You can vibe-code the application layer on top of one. Frontends, integrations, and documentation drafts generate well from a structured platform's API specs. Certified infrastructure, compliance processes, and multi-tenant data isolation cannot be generated, because they are audited operating capabilities, not code.

How much does it cost to build a medical device cloud in-house?

Based on BioT client engagement data, $2,114,875 over three years covering development, clinical studies, and commercialization, including $771K in direct certification costs and $1.27M in specialist engineering.

How long until an in-house cloud can pass hospital procurement?
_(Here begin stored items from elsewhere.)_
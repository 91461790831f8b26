use std::path::PathBuf;

use httpfs_core::{CanonicalReasons, Method, StatusTexts};

use crate::config::FsStoreConfig;
use crate::content_location::{ContentLocationResolver, ContentLocations, MagicExtensions, SuffixCandidates};
use crate::content_type::{ContentTypeResolver, ExtensionContentType};
use crate::error::{Error, Result};
use crate::external::ExternalResolver;
use crate::fs::FileSystem;
use crate::links::{DependentPolicy, LinkDiscoverer, SidecarDependents, SidecarLinks};
use crate::lock::{DefaultClassifier, KeyedLocks, LockClassifier, LockFactory};
use crate::methods;
use crate::path::{PathResolver, RootPathResolver};
use crate::store::FsStore;

/// Assembles an [`FsStore`]. Every strategy has a default; only a root
/// directory or a custom [`PathResolver`] is required.
pub struct FsStoreBuilder {
    fs: Box<dyn FileSystem>,
    root: Option<PathBuf>,
    paths: Option<Box<dyn PathResolver>>,
    content_location: Option<Box<dyn ContentLocationResolver>>,
    suffixes: Option<Box<dyn SuffixCandidates>>,
    content_types: Box<dyn ContentTypeResolver>,
    links: Box<dyn LinkDiscoverer>,
    dependents: Box<dyn DependentPolicy>,
    locks: Box<dyn LockFactory>,
    classifier: Box<dyn LockClassifier>,
    external: Option<Box<dyn ExternalResolver>>,
    status_texts: Box<dyn StatusTexts>,
    max_name_attempts: u32,
}

impl FsStoreBuilder {
    /// A builder with the plain resolution engine and no content-location
    /// override. [`FsStoreBuilder::from_config`] and [`FsStore::local`] add
    /// [`MagicExtensions`] unless the config turns them off.
    pub fn new<F: FileSystem + 'static>(fs: F) -> Self {
        let defaults = FsStoreConfig::default();
        Self {
            fs: Box::new(fs),
            root: None,
            paths: None,
            content_location: None,
            suffixes: None,
            content_types: Box::new(ExtensionContentType),
            links: Box::new(SidecarLinks::default()),
            dependents: Box::new(SidecarDependents),
            locks: Box::new(KeyedLocks::new()),
            classifier: Box::new(DefaultClassifier),
            external: None,
            status_texts: Box::new(CanonicalReasons),
            max_name_attempts: defaults.max_name_attempts,
        }
    }

    /// A builder preloaded from `config`.
    pub fn from_config<F: FileSystem + 'static>(fs: F, config: &FsStoreConfig) -> Self {
        let mut builder = Self::new(fs)
            .links(SidecarLinks::new(&config.acl_suffix, &config.meta_suffix))
            .max_name_attempts(config.max_name_attempts);
        if let Some(root) = &config.root {
            builder = builder.root(root.clone());
        }
        if config.magic_extensions {
            builder = builder.content_location(MagicExtensions::new(
                &config.index_document,
                config.max_name_attempts,
            ));
        }
        builder
    }

    pub fn root(mut self, root: impl Into<PathBuf>) -> Self {
        self.root = Some(root.into());
        self
    }

    /// Replaces root joining entirely.
    pub fn path_resolver(mut self, paths: impl PathResolver + 'static) -> Self {
        self.paths = Some(Box::new(paths));
        self
    }

    /// Replaces the default content-location algorithm.
    pub fn content_location(mut self, resolver: impl ContentLocationResolver + 'static) -> Self {
        self.content_location = Some(Box::new(resolver));
        self
    }

    pub fn suffix_candidates(mut self, suffixes: impl SuffixCandidates + 'static) -> Self {
        self.suffixes = Some(Box::new(suffixes));
        self
    }

    pub fn content_types(mut self, resolver: impl ContentTypeResolver + 'static) -> Self {
        self.content_types = Box::new(resolver);
        self
    }

    pub fn links(mut self, discoverer: impl LinkDiscoverer + 'static) -> Self {
        self.links = Box::new(discoverer);
        self
    }

    pub fn dependents(mut self, policy: impl DependentPolicy + 'static) -> Self {
        self.dependents = Box::new(policy);
        self
    }

    pub fn locks(mut self, locks: impl LockFactory + 'static) -> Self {
        self.locks = Box::new(locks);
        self
    }

    pub fn lock_classifier(mut self, classifier: impl LockClassifier + 'static) -> Self {
        self.classifier = Box::new(classifier);
        self
    }

    /// Resolver for COPY sources outside the store. Without one, such
    /// copies answer 501.
    pub fn external(mut self, resolver: impl ExternalResolver + 'static) -> Self {
        self.external = Some(Box::new(resolver));
        self
    }

    pub fn status_texts(mut self, texts: impl StatusTexts + 'static) -> Self {
        self.status_texts = Box::new(texts);
        self
    }

    pub fn max_name_attempts(mut self, attempts: u32) -> Self {
        self.max_name_attempts = attempts;
        self
    }

    pub fn build(mut self) -> Result<FsStore> {
        let paths = match (self.paths.take(), self.root.take()) {
            (Some(paths), _) => paths,
            (None, Some(root)) => Box::new(RootPathResolver::new(root)),
            (None, None) => return Err(Error::MissingRoot),
        };
        Ok(self.assemble(paths))
    }

    /// Only for builders that were given a root.
    pub(crate) fn assemble_rooted(mut self) -> FsStore {
        let root = self.root.take().unwrap_or_default();
        self.assemble(Box::new(RootPathResolver::new(root)))
    }

    fn assemble(self, paths: Box<dyn PathResolver>) -> FsStore {
        let capabilities = self.fs.capabilities();
        let allowed: Vec<Method> = methods::ALLOW_ORDER
            .iter()
            .filter(|method| capabilities.contains_all(methods::required_primitives(method)))
            .cloned()
            .collect();
        log::debug!(
            "filesystem store enables {:?}",
            allowed.iter().map(Method::as_str).collect::<Vec<_>>()
        );

        FsStore {
            fs: self.fs,
            paths,
            locations: ContentLocations::new(self.content_location, self.suffixes),
            content_types: self.content_types,
            links: self.links,
            dependents: self.dependents,
            locks: self.locks,
            classifier: self.classifier,
            external: self.external,
            status_texts: self.status_texts,
            max_name_attempts: self.max_name_attempts,
            capabilities,
            allowed,
        }
    }
}
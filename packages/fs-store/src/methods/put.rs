use http::header::{CONTENT_LOCATION, IF_MODIFIED_SINCE, IF_NONE_MATCH, LAST_MODIFIED, LOCATION};
use http::{HeaderValue, StatusCode};
use httpfs_core::{Method, Request, Response};

use super::head::http_date;
use crate::error::{Error, Result};
use crate::fs::Primitive;
use crate::store::{FetchOptions, FsStore};

pub(crate) async fn handle(store: &FsStore, request: Request) -> Result<Response> {
    let resolved = store.resolve(&request).await?;
    let target = resolved.target(&request).clone();

    // Existence check only; conditions meant for reads do not apply.
    let mut probe_headers = request.headers().clone();
    probe_headers.remove(IF_MODIFIED_SINCE);
    probe_headers.remove(IF_NONE_MATCH);
    let probe = Request::new(Method::Head, target.clone()).with_headers(probe_headers);
    let head = store.fetch_with(probe, FetchOptions::probe()).await?;
    if !head.is_ok() && head.status() != StatusCode::NOT_FOUND {
        return Ok(head);
    }

    if target.path().ends_with('/') || resolved.stat.is_some_and(|stat| stat.is_dir()) {
        return store.warning(StatusCode::BAD_REQUEST, "Cannot write to directory");
    }

    let path = store.path(&target)?;
    if let Some(parent) = path.parent() {
        match store.stat_path(parent).await? {
            Some(stat) if stat.is_dir() => {}
            Some(_) => {
                return store.warning(StatusCode::BAD_REQUEST, "Parent is not a directory");
            }
            None => {
                if !store.capabilities().contains(Primitive::CreateDirAll) {
                    log::warn!("cannot create {}: filesystem has no create_dir_all", parent.display());
                    return store.warning(
                        StatusCode::NOT_IMPLEMENTED,
                        "Creating directories is not supported",
                    );
                }
                store
                    .fs()
                    .create_dir_all(parent)
                    .await
                    .map_err(|source| Error::io(parent, source))?;
            }
        }
    }

    let body = request.body().cloned().unwrap_or_default();
    store
        .fs()
        .write_file(&path, body)
        .await
        .map_err(|source| Error::io(&path, source))?;

    let written = match store.stat_path(&path).await? {
        Some(stat) if stat.is_file() => stat,
        _ => return store.warning(StatusCode::INTERNAL_SERVER_ERROR, "Could not save file"),
    };

    let created = head.status() == StatusCode::NOT_FOUND;
    let status = if created {
        StatusCode::CREATED
    } else {
        StatusCode::NO_CONTENT
    };
    let mut response = store
        .response(status)
        .with_header(LAST_MODIFIED, http_date(written.modified)?);
    if created {
        response = response.with_header(LOCATION, HeaderValue::from_str(request.url().as_str())?);
    }
    if let Some(content_location) = &resolved.content_location {
        response = response.with_header(
            CONTENT_LOCATION,
            HeaderValue::from_str(content_location.as_str())?,
        );
    }
    Ok(response)
}
//! `Accept` header parsing and media type selection.

/// One media range of an `Accept` header.
#[derive(Debug, Clone, PartialEq)]
pub struct MediaRange {
    pub kind: String,
    pub subtype: String,
    pub q: f32,
}

impl MediaRange {
    fn parse(range: &str) -> Option<Self> {
        let mut params = range.split(';');
        let media = params.next()?.trim().to_ascii_lowercase();
        let (kind, subtype) = media.split_once('/')?;
        if kind.is_empty() || subtype.is_empty() {
            return None;
        }
        let q = params
            .filter_map(|param| param.split_once('='))
            .find(|(name, _)| name.trim().eq_ignore_ascii_case("q"))
            .and_then(|(_, value)| value.trim().parse::<f32>().ok())
            .unwrap_or(1.0)
            .clamp(0.0, 1.0);
        Some(Self {
            kind: kind.to_string(),
            subtype: subtype.to_string(),
            q,
        })
    }

    /// 2 for an exact match, 1 for `type/*`, 0 for `*/*`.
    fn specificity(&self, kind: &str, subtype: &str) -> Option<u8> {
        if self.kind == "*" && self.subtype == "*" {
            Some(0)
        } else if self.kind == kind && self.subtype == "*" {
            Some(1)
        } else if self.kind == kind && self.subtype == subtype {
            Some(2)
        } else {
            None
        }
    }

    pub fn is_concrete(&self) -> bool {
        self.kind != "*" && self.subtype != "*"
    }

    pub fn media_type(&self) -> String {
        format!("{}/{}", self.kind, self.subtype)
    }
}

/// Parse an `Accept` value. A missing or empty header accepts everything.
pub fn parse_accept(accept: Option<&str>) -> Vec<MediaRange> {
    let ranges: Vec<MediaRange> = accept
        .unwrap_or_default()
        .split(',')
        .filter_map(MediaRange::parse)
        .collect();
    if ranges.is_empty() {
        return vec![MediaRange {
            kind: "*".to_string(),
            subtype: "*".to_string(),
            q: 1.0,
        }];
    }
    ranges
}

/// Quality of `media_type` and the index of the range that granted it.
///
/// The most specific matching range decides; the first one wins a tie.
fn quality(ranges: &[MediaRange], media_type: &str) -> Option<(f32, usize)> {
    let media_type = media_type.to_ascii_lowercase();
    let (kind, subtype) = media_type.split_once('/')?;
    let mut best: Option<(u8, f32, usize)> = None;
    for (index, range) in ranges.iter().enumerate() {
        if let Some(specificity) = range.specificity(kind, subtype) {
            let better = match best {
                Some((current, _, _)) => specificity > current,
                None => true,
            };
            if better {
                best = Some((specificity, range.q, index));
            }
        }
    }
    best.filter(|(_, q, _)| *q > 0.0).map(|(_, q, index)| (q, index))
}

/// Whether `media_type` is acceptable at all.
pub fn accepts(accept: Option<&str>, media_type: &str) -> bool {
    quality(&parse_accept(accept), media_type).is_some()
}

/// The most preferred of `available`, or `None` if none is acceptable.
///
/// Ordered by quality, then by the position of the granting range in the
/// header, then by the order of `available`.
pub fn preferred<'a>(accept: Option<&str>, available: &[&'a str]) -> Option<&'a str> {
    let ranges = parse_accept(accept);
    let mut candidates: Vec<(f32, usize, usize, &'a str)> = available
        .iter()
        .enumerate()
        .filter_map(|(position, media_type)| {
            quality(&ranges, media_type).map(|(q, index)| (q, index, position, *media_type))
        })
        .collect();
    candidates.sort_by(|a, b| {
        b.0.total_cmp(&a.0)
            .then(a.1.cmp(&b.1))
            .then(a.2.cmp(&b.2))
    });
    candidates.first().map(|(_, _, _, media_type)| *media_type)
}

/// Concrete media types named by the header, most preferred first.
pub fn ordered_media_types(accept: Option<&str>) -> Vec<String> {
    let mut ranges: Vec<(usize, MediaRange)> = parse_accept(accept)
        .into_iter()
        .enumerate()
        .filter(|(_, range)| range.is_concrete() && range.q > 0.0)
        .collect();
    ranges.sort_by(|(ia, a), (ib, b)| b.q.total_cmp(&a.q).then(ia.cmp(ib)));
    ranges
        .into_iter()
        .map(|(_, range)| range.media_type())
        .collect()
}

#[cfg(test)]
mod tests {
    use super::*;

    #[test]
    fn missing_accept_accepts_everything() {
        assert!(accepts(None, "text/html"));
        assert_eq!(preferred(None, &["text/plain", "text/html"]), Some("text/plain"));
    }

    #[test]
    fn exact_type_is_required_without_wildcards() {
        assert!(!accepts(Some("application/ld+json"), "text/html"));
        assert!(accepts(Some("application/ld+json, text/*;q=0.1"), "text/html"));
    }

    #[test]
    fn q_zero_excludes() {
        assert!(!accepts(Some("text/html;q=0, */*"), "text/html"));
        assert!(accepts(Some("text/html;q=0, */*"), "text/plain"));
    }

    #[test]
    fn preferred_orders_by_quality() {
        let accept = Some("text/plain;q=0.5, text/turtle");
        assert_eq!(
            preferred(accept, &["text/plain", "text/turtle"]),
            Some("text/turtle")
        );
        assert_eq!(preferred(Some("image/png"), &["text/plain"]), None);
    }

    #[test]
    fn ordered_media_types_skip_wildcards() {
        assert_eq!(
            ordered_media_types(Some("*/*;q=0.1, text/html;q=0.8, application/json")),
            vec!["application/json".to_string(), "text/html".to_string()]
        );
    }
}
Typically 18 to 24 months, because SOC 2 Type 2 and HITRUST r2 require documented operating history before certification is granted.

Does using a platform lock in my data?

On BioT, the platform deploys on your cloud account. You own and control all data at all times.

The Bottom Line

GenAI made it faster to write code. It did not make it faster to earn certifications, operate securely, or pass hospital procurement. Building cloud infrastructure from scratch remains a $1.7M distraction that delays revenue by up to two years, with or without AI assistance.

Your time and resources should go to new innovations for your patients and their caregivers. Not to building and rebuilding the plumbing for your cloud. If you want your cloud journey to succeed, don't build a plane from scratch. Buy one.